**ACTION ITEM**
Among the entries, how many lines carry the string "GenerationParams"? Give the number and nothing else.

Saved entries
========================================================================

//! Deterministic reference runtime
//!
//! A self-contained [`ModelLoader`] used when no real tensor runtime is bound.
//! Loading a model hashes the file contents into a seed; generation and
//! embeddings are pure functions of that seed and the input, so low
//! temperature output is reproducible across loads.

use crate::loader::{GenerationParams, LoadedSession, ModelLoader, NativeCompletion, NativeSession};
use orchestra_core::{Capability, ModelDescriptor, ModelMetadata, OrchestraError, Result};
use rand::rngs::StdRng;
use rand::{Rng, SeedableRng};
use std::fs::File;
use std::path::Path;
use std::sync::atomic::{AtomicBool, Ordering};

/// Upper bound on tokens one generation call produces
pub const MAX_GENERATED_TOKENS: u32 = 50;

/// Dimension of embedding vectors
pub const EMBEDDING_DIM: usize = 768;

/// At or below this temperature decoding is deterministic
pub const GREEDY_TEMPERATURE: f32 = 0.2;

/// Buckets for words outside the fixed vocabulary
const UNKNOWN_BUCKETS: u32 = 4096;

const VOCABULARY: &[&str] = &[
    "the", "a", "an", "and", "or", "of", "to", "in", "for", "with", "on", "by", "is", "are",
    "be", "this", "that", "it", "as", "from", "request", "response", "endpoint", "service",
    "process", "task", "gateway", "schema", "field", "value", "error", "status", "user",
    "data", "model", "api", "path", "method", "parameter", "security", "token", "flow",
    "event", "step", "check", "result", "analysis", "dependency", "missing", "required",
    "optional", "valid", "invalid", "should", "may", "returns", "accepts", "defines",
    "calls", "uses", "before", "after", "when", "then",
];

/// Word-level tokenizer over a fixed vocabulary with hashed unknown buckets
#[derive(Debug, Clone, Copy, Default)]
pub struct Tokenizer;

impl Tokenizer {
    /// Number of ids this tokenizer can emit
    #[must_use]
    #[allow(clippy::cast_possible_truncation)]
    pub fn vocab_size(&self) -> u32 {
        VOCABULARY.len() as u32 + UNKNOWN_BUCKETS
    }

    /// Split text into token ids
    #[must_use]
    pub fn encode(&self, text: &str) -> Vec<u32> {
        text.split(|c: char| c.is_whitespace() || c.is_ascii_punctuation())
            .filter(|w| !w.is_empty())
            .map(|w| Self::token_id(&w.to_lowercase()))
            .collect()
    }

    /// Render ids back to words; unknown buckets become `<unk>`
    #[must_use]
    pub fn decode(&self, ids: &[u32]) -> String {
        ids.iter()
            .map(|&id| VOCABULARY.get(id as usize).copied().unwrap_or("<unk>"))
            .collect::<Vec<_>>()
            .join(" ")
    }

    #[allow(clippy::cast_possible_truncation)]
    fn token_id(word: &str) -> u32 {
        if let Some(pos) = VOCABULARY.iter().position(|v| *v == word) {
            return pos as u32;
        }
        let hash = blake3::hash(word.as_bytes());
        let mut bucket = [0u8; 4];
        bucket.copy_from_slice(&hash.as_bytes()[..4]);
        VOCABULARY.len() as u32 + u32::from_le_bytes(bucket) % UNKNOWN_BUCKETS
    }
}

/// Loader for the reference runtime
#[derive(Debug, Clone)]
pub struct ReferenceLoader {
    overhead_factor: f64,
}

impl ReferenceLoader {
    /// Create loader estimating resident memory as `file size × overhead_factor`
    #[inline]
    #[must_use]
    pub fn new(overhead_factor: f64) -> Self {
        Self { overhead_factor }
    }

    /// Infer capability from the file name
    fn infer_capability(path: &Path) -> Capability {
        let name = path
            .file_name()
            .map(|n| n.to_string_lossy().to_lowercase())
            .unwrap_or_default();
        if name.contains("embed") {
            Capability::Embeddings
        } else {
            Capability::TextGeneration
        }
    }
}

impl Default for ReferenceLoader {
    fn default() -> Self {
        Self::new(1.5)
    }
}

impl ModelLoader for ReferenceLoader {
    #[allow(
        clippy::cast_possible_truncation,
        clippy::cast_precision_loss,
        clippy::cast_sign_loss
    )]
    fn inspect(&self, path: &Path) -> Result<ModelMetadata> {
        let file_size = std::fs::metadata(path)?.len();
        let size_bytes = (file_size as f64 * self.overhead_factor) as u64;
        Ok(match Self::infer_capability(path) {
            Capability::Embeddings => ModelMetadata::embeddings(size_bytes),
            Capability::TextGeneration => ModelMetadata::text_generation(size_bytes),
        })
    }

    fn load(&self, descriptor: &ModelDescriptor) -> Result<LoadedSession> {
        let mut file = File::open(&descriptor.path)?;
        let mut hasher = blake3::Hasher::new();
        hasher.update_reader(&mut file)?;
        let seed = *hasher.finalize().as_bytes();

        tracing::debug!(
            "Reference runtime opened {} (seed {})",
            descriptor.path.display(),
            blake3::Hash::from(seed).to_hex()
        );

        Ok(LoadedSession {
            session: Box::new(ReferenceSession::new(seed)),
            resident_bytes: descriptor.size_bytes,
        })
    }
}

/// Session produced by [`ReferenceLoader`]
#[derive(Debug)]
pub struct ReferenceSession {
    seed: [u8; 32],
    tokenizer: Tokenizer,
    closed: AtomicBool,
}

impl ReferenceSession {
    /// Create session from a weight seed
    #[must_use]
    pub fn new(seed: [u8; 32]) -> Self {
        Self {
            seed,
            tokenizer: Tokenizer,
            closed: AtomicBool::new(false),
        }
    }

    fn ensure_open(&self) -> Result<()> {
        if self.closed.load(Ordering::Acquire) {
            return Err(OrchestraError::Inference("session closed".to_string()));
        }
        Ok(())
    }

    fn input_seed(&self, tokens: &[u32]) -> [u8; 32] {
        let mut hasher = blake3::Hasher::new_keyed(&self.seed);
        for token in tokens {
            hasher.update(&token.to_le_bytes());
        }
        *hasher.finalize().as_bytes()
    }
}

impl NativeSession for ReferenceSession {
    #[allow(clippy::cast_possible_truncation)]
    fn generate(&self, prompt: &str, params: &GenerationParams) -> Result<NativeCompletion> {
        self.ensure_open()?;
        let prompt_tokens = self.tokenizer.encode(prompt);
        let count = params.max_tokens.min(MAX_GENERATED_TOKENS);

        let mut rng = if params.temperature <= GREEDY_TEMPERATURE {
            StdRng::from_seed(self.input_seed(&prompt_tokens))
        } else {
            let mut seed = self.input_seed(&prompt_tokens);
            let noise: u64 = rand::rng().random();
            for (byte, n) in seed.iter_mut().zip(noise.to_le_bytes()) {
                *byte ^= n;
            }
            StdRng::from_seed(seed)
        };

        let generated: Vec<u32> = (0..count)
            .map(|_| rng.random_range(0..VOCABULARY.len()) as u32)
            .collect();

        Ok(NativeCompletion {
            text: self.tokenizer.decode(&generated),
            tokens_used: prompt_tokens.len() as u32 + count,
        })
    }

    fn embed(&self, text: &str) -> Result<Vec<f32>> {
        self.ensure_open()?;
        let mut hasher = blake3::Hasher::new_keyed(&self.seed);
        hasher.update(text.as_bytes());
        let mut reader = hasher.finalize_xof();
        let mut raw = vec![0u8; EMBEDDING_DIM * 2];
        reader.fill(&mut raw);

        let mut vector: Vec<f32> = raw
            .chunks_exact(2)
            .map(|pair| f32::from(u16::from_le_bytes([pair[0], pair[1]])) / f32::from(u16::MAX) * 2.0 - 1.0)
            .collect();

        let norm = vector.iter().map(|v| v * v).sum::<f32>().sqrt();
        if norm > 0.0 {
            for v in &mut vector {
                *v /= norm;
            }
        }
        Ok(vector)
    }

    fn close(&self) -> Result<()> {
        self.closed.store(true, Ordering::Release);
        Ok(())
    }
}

========================================================================

**PROBLEM SOLUTION**
2